YOUR ASSIGNMENT |
Go to the line that includes "return futures do." and retype it, then every line after it to the end of the data, adding nothing.

Saved data entries
=== Begin Enclosure ===

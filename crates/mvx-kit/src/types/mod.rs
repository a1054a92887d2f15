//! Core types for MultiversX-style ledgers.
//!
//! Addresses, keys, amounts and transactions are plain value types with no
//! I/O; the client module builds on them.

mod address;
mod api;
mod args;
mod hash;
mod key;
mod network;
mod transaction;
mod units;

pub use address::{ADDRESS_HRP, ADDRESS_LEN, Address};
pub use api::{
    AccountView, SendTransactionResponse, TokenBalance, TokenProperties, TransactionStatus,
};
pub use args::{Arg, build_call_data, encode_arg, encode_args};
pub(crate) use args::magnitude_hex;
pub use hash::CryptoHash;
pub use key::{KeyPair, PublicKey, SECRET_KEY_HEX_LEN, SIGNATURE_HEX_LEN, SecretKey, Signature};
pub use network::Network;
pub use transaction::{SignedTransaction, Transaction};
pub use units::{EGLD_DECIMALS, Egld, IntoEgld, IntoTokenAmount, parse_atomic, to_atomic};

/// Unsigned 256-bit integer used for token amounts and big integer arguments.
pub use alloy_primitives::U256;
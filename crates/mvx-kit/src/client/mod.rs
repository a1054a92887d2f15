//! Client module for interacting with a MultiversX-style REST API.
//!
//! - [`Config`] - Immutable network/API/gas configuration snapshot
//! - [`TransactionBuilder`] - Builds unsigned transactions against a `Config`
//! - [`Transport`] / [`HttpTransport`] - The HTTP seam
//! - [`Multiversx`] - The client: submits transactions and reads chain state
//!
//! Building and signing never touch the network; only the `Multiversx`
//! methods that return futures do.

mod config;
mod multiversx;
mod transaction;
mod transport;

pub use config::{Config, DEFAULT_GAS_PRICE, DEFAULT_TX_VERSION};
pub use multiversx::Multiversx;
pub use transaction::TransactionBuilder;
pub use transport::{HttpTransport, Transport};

=== End Enclosure ===

TASK RESPONSE |
//! methods that return futures do.

mod config;
mod multiversx;
mod transaction;
mod transport;

pub use config::{Config, DEFAULT_GAS_PRICE, DEFAULT_TX_VERSION};
pub use multiversx::Multiversx;
pub use transaction::TransactionBuilder;
pub use transport::{HttpTransport, Transport};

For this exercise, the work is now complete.